The Center features two historic houses and one historic church that have been relocated to the grounds. The 1848 Gillard-Duncan House' has been restored and furnished with original furnishings of Dr. Edward J. Gillard and his wife Emma DeBlanc Gillard, and is available for tours during the week. The 1893 Norman House has been restored to reflect the Victorian era, and features a parlor with housekeeping and food processing artifacts, a room with an exhibit on Victorian women's fashions and grooming aids, and a room with exhibits about the Norman family. The 1898 St. Stephen's Episcopal Church is used for meetings. Archives and displays show development of region, artifacts, furniture, Jean Lafitte's journals, and 1826 census. It also contains the Texana collection of former Governor Price Daniel. The Center features a large collection of photographs and illustrations of Sam Houston and the papers of Governor Price Daniel.
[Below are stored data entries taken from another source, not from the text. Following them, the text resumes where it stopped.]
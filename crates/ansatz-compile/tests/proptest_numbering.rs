//! Property-based tests for parameter numbering.
//!
//! For any valid structure, the returned parameters are exactly
//! `p_0 .. p_{k-1}` in allocation order, where `k` counts one parameter per
//! target of a single-qubit rotation and one per shared-rotation instruction.

use ansatz_compile::{Element, compile_ansatz};
use proptest::prelude::*;

const SINGLE_ROTATIONS: &[&str] = &["rx", "ry", "rz", "p", "u1"];
const SHARED_ROTATIONS: &[&str] = &["crx", "cry", "crz", "cp", "rxx", "ryy", "rzz", "rzx"];
const FIXED_SINGLE: &[&str] = &["h", "x", "sdg", "t"];
const LAYERS: &[&str] = &["rx_layer", "ry_layer", "rz_layer"];

/// Generate `count` distinct qubit indices below `num_qubits`.
fn arb_targets(num_qubits: u32, count: usize) -> impl Strategy<Value = Vec<i64>> {
    Just((0..i64::from(num_qubits)).collect::<Vec<_>>())
        .prop_shuffle()
        .prop_map(move |mut qubits| {
            qubits.truncate(count);
            qubits
        })
}

/// Generate a valid leaf element for a circuit of `num_qubits` qubits.
fn arb_leaf(num_qubits: u32) -> BoxedStrategy<Element> {
    let n = num_qubits as usize;
    let mut options = vec![
        (
            prop::sample::select(SINGLE_ROTATIONS),
            1..=n,
        )
            .prop_flat_map(move |(gate, count)| {
                arb_targets(num_qubits, count).prop_map(move |q| Element::gate(gate, q))
            })
            .boxed(),
        (prop::sample::select(FIXED_SINGLE), 1..=n)
            .prop_flat_map(move |(gate, count)| {
                arb_targets(num_qubits, count).prop_map(move |q| Element::gate(gate, q))
            })
            .boxed(),
        prop::sample::select(LAYERS).prop_map(Element::token).boxed(),
        Just(Element::token("barrier")).boxed(),
    ];
    if num_qubits >= 2 {
        options.push(
            prop::sample::select(SHARED_ROTATIONS)
                .prop_flat_map(move |gate| {
                    arb_targets(num_qubits, 2).prop_map(move |q| Element::gate(gate, q))
                })
                .boxed(),
        );
        options.push(
            arb_targets(num_qubits, 2)
                .prop_map(|q| Element::gate("cx", q))
                .boxed(),
        );
    }
    prop::strategy::Union::new(options).boxed()
}

/// Generate a nested structure of valid elements.
fn arb_structure(num_qubits: u32) -> impl Strategy<Value = Vec<Element>> {
    let element = arb_leaf(num_qubits).prop_recursive(4, 32, 4, |inner| {
        prop::collection::vec(inner, 0..4).prop_map(Element::Block)
    });
    prop::collection::vec(element, 0..8)
}

/// Number of parameters a structure should allocate, counted independently
/// of the compiler.
fn expected_count(element: &Element, num_qubits: usize) -> usize {
    match element {
        Element::Block(children) => children.iter().map(|c| expected_count(c, num_qubits)).sum(),
        Element::Token(token) if LAYERS.contains(&token.as_str()) => num_qubits,
        Element::Token(_) => 0,
        Element::Gate(call) if SINGLE_ROTATIONS.contains(&call.gate.as_str()) => call.qubits.len(),
        Element::Gate(call) if SHARED_ROTATIONS.contains(&call.gate.as_str()) => 1,
        Element::Gate(_) => 0,
    }
}

fn arb_case() -> impl Strategy<Value = (u32, Vec<Element>)> {
    (1_u32..=5).prop_flat_map(|n| (Just(n), arb_structure(n)))
}

proptest! {
    #[test]
    fn parameters_are_sequential((num_qubits, structure) in arb_case()) {
        let (circuit, parameters) = compile_ansatz(i64::from(num_qubits), &structure).unwrap();

        let expected: Vec<String> = (0..parameters.len()).map(|i| format!("p_{i}")).collect();
        let actual: Vec<String> = parameters.iter().map(|p| p.name().to_string()).collect();
        prop_assert_eq!(actual, expected);
        prop_assert_eq!(circuit.num_parameters(), parameters.len());
    }

    #[test]
    fn parameter_count_matches_categories((num_qubits, structure) in arb_case()) {
        let (_, parameters) = compile_ansatz(i64::from(num_qubits), &structure).unwrap();
        let expected: usize = structure
            .iter()
            .map(|e| expected_count(e, num_qubits as usize))
            .sum();
        prop_assert_eq!(parameters.len(), expected);
    }

    #[test]
    fn repeating_structure_doubles_parameters((num_qubits, structure) in arb_case()) {
        let block = Element::Block(structure);
        let (_, once) = compile_ansatz(i64::from(num_qubits), [block.clone()]).unwrap();
        let (_, twice) = compile_ansatz(i64::from(num_qubits), [block.clone(), block]).unwrap();
        prop_assert_eq!(twice.len(), 2 * once.len());
    }

    #[test]
    fn compilation_is_deterministic((num_qubits, structure) in arb_case()) {
        let first = compile_ansatz(i64::from(num_qubits), &structure).unwrap();
        let second = compile_ansatz(i64::from(num_qubits), &structure).unwrap();
        prop_assert_eq!(first, second);
    }
}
Changing exhibits from the Center's collections focus on South Texas history.
Governor and Mrs. Price Daniel donated 114 acres (46 ha) of land for the purpose of establishing a library on September 27, 1973. Construction began in the fall of 1975; by then $700,000 had been raised through private donations. The library opened on May 14, 1977. The library commission selected the Liberty area as the site of its archive because Liberty is the site of Atascocito, a former Spanish outpost that became the seat of government of a ten-county area that formed in 1826; the settlement's name changed to Liberty in 1831. The counties were all or partially within the Atascosito-Liberty District.